Hugo Bastos compone su postal sobre “el Gringo” como un “trabajador incansable, un ejemplo y otro hermoso personaje para extrañar. Mas allá de unas pequeñas terracotas que me cambió por algún grabado (un toro y una cabeza de Cristo) que no tienen precio, ya que de mi casa no salen, guardo de Mario un hermoso recuerdo, el de aquel tipo que no tenía vergüenza de usar el guardapolvo de trabajo; al contrario, salíamos de la escuela y él no se lo sacaba, como tampoco se le borraba la sincera sonrisa que no me puedo sacar de la cabeza”.
Juan Carlos Antuña conoció a Mario Rosso en el taller libre de escultura de la Escuela Figueroa Alcorta: “Le comenté mi interés por aprender a tallar la piedra e inmediatamente me invitó a su taller.

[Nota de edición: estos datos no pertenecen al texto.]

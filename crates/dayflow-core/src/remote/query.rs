//! Query and patch structures for the remote data client.
//!
//! List calls are described by a [`Query`] (equality filters, one date range,
//! sort, pagination) assembled into PostgREST-style query pairs. Partial
//! updates are described by explicit patch structs whose unset fields are
//! skipped at serialization time, so "only supplied fields change" is
//! enforced mechanically rather than by convention.

use chrono::{DateTime, NaiveDate, NaiveTime, Utc};
use serde::Serialize;
use uuid::Uuid;

use crate::model::{SessionKind, TaskCategory, TaskPriority, TaskStatus, ThemeMode};

/// Sort direction.
#[derive(Debug, Clone, Copy, PartialEq, Eq)]
pub enum Direction {
    Asc,
    Desc,
}

impl Direction {
    fn suffix(self) -> &'static str {
        match self {
            Direction::Asc => "asc",
            Direction::Desc => "desc",
        }
    }
}

#[derive(Debug, Clone)]
enum Filter {
    Eq(String, String),
    Gte(String, String),
    Lte(String, String),
}

/// Declarative list query: owner scoping is always applied on top of this.
#[derive(Debug, Clone, Default)]
pub struct Query {
    filters: Vec<Filter>,
    order: Option<(String, Direction)>,
    limit: Option<u32>,
    offset: Option<u32>,
}

impl Query {
    pub fn new() -> Self {
        Self::default()
    }

    /// Equality filter on a column. The value must already be in its wire
    /// form (enum values are lowercased by serde; see the `eq_*` helpers).
    pub fn eq(mut self, column: &str, value: impl Into<String>) -> Self {
        self.filters.push(Filter::Eq(column.to_string(), value.into()));
        self
    }

    /// Lower bound of the date range filter.
    pub fn date_from(mut self, column: &str, date: NaiveDate) -> Self {
        self.filters
            .push(Filter::Gte(column.to_string(), date.to_string()));
        self
    }

    /// Upper bound of the date range filter.
    pub fn date_to(mut self, column: &str, date: NaiveDate) -> Self {
        self.filters
            .push(Filter::Lte(column.to_string(), date.to_string()));
        self
    }

    pub fn order(mut self, column: &str, direction: Direction) -> Self {
        self.order = Some((column.to_string(), direction));
        self
    }

    pub fn limit(mut self, limit: u32) -> Self {
        self.limit = Some(limit);
        self
    }

    pub fn offset(mut self, offset: u32) -> Self {
        self.offset = Some(offset);
        self
    }

    /// Render into query-string pairs, injecting the owner filter.
    pub fn into_pairs(self, user_id: Uuid) -> Vec<(String, String)> {
        let mut pairs = vec![
            ("select".to_string(), "*".to_string()),
            ("user_id".to_string(), format!("eq.{user_id}")),
        ];
        for filter in self.filters {
            let (column, value) = match filter {
                Filter::Eq(c, v) => (c, format!("eq.{v}")),
                Filter::Gte(c, v) => (c, format!("gte.{v}")),
                Filter::Lte(c, v) => (c, format!("lte.{v}")),
            };
            pairs.push((column, value));
        }
        if let Some((column, direction)) = self.order {
            pairs.push(("order".to_string(), format!("{column}.{}", direction.suffix())));
        }
        if let Some(limit) = self.limit {
            pairs.push(("limit".to_string(), limit.to_string()));
        }
        if let Some(offset) = self.offset {
            pairs.push(("offset".to_string(), offset.to_string()));
        }
        pairs
    }
}

/// Wire form of an enum-valued filter value (serde's rename output without
/// the surrounding quotes), for use with [`Query::eq`].
pub fn wire_value<T: Serialize>(value: &T) -> String {
    match serde_json::to_value(value) {
        Ok(serde_json::Value::String(s)) => s,
        Ok(other) => other.to_string(),
        Err(_) => String::new(),
    }
}

/// Partial update for a task. Unset fields are left untouched by the backend.
#[derive(Debug, Clone, Default, Serialize)]
pub struct TaskPatch {
    #[serde(skip_serializing_if = "Option::is_none")]
    pub title: Option<String>,
    #[serde(skip_serializing_if = "Option::is_none")]
    pub description: Option<String>,
    #[serde(skip_serializing_if = "Option::is_none")]
    pub category: Option<TaskCategory>,
    #[serde(skip_serializing_if = "Option::is_none")]
    pub priority: Option<TaskPriority>,
    #[serde(skip_serializing_if = "Option::is_none")]
    pub status: Option<TaskStatus>,
    #[serde(skip_serializing_if = "Option::is_none")]
    pub start_date: Option<NaiveDate>,
    #[serde(skip_serializing_if = "Option::is_none")]
    pub end_date: Option<NaiveDate>,
    #[serde(skip_serializing_if = "Option::is_none")]
    pub scheduled_date: Option<NaiveDate>,
    #[serde(skip_serializing_if = "Option::is_none")]
    pub scheduled_time: Option<NaiveTime>,
}

impl TaskPatch {
    pub fn is_empty(&self) -> bool {
        serde_json::to_value(self)
            .map(|v| v.as_object().map(|o| o.is_empty()).unwrap_or(true))
            .unwrap_or(true)
    }
}

/// Partial update for a habit.
#[derive(Debug, Clone, Default, Serialize)]
pub struct HabitPatch {
    #[serde(skip_serializing_if = "Option::is_none")]
    pub title: Option<String>,
    #[serde(skip_serializing_if = "Option::is_none")]
    pub description: Option<String>,
    #[serde(skip_serializing_if = "Option::is_none")]
    pub category: Option<String>,
    #[serde(skip_serializing_if = "Option::is_none")]
    pub color: Option<String>,
    #[serde(skip_serializing_if = "Option::is_none")]
    pub target_days: Option<Vec<u8>>,
}

/// Partial update for a pomodoro session (typically closing it out).
#[derive(Debug, Clone, Default, Serialize)]
pub struct SessionPatch {
    #[serde(skip_serializing_if = "Option::is_none")]
    pub end_time: Option<DateTime<Utc>>,
    #[serde(skip_serializing_if = "Option::is_none")]
    pub duration_min: Option<i64>,
    #[serde(skip_serializing_if = "Option::is_none")]
    pub completed: Option<bool>,
    #[serde(skip_serializing_if = "Option::is_none")]
    pub session_type: Option<SessionKind>,
}

/// Partial update for the preferences singleton.
#[derive(Debug, Clone, Default, Serialize)]
pub struct PreferencesPatch {
    #[serde(skip_serializing_if = "Option::is_none")]
    pub work_duration_min: Option<i64>,
    #[serde(skip_serializing_if = "Option::is_none")]
    pub short_break_min: Option<i64>,
    #[serde(skip_serializing_if = "Option::is_none")]
    pub long_break_min: Option<i64>,
    #[serde(skip_serializing_if = "Option::is_none")]
    pub sessions_until_long_break: Option<i64>,
    #[serde(skip_serializing_if = "Option::is_none")]
    pub sound_enabled: Option<bool>,
    #[serde(skip_serializing_if = "Option::is_none")]
    pub notifications_enabled: Option<bool>,
}

/// Partial update for the profile singleton.
#[derive(Debug, Clone, Default, Serialize)]
pub struct ProfilePatch {
    #[serde(skip_serializing_if = "Option::is_none")]
    pub display_name: Option<String>,
    #[serde(skip_serializing_if = "Option::is_none")]
    pub avatar_url: Option<String>,
}

/// Partial update for the settings singleton.
#[derive(Debug, Clone, Default, Serialize)]
pub struct SettingsPatch {
    #[serde(skip_serializing_if = "Option::is_none")]
    pub theme: Option<ThemeMode>,
    #[serde(skip_serializing_if = "Option::is_none")]
    pub language: Option<String>,
}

Desinteresadamente me enseño a preparar y a templar las herramientas para trabajar, además de las técnicas y procedimientos de devaste, talla, pulido”. Cuando ganó el concurso del monumento a Belgrano, Antuña participó como ayudante: “Realizó los bajorrelieves en piedra y el caballo en yeso directo”. Afirma Antuña que, indudablemente, la “templanza y disciplina” del hombre que de niño hizo tareas de campo, influyeron en su trabajo de escultor.
“‘El Gringo’ supo moverse cómodamente entre la fuerza potente del toro que avanza y empuja, y la fluidez y delicadeza femenina que se desarrolla sensualmente en el espacio”, afirma Antuña.
Ricardo Zemborain señala la nobleza del maestro, “quien compartió la intimidad de la creación con total generosidad”, y su “conexión cósmica y lumínica necesaria para dibujar en perspectiva y conquistar los claroscuros del relieve, o de construir sus propios cinceles a la espera de sus maternidades”. Zemborain lo retrata a través de aquellas maternidades: “En su interior aún vibran las caricias al esculpir tremendos bloques de mármol o granito que devuelven el latido de vida ante la asistencia del artista obstetra; sus manos pulsan danzas elogiando a la mujer y ella, con total entrega, seduce con sonido resonante su naturaleza”.
El artista cordobés, fallecido en enero, cumpliría 91 años este miércoles. Cuatro colegas lo recuerdan a través de testimonios que revelan su generosidad y el valor de su obra.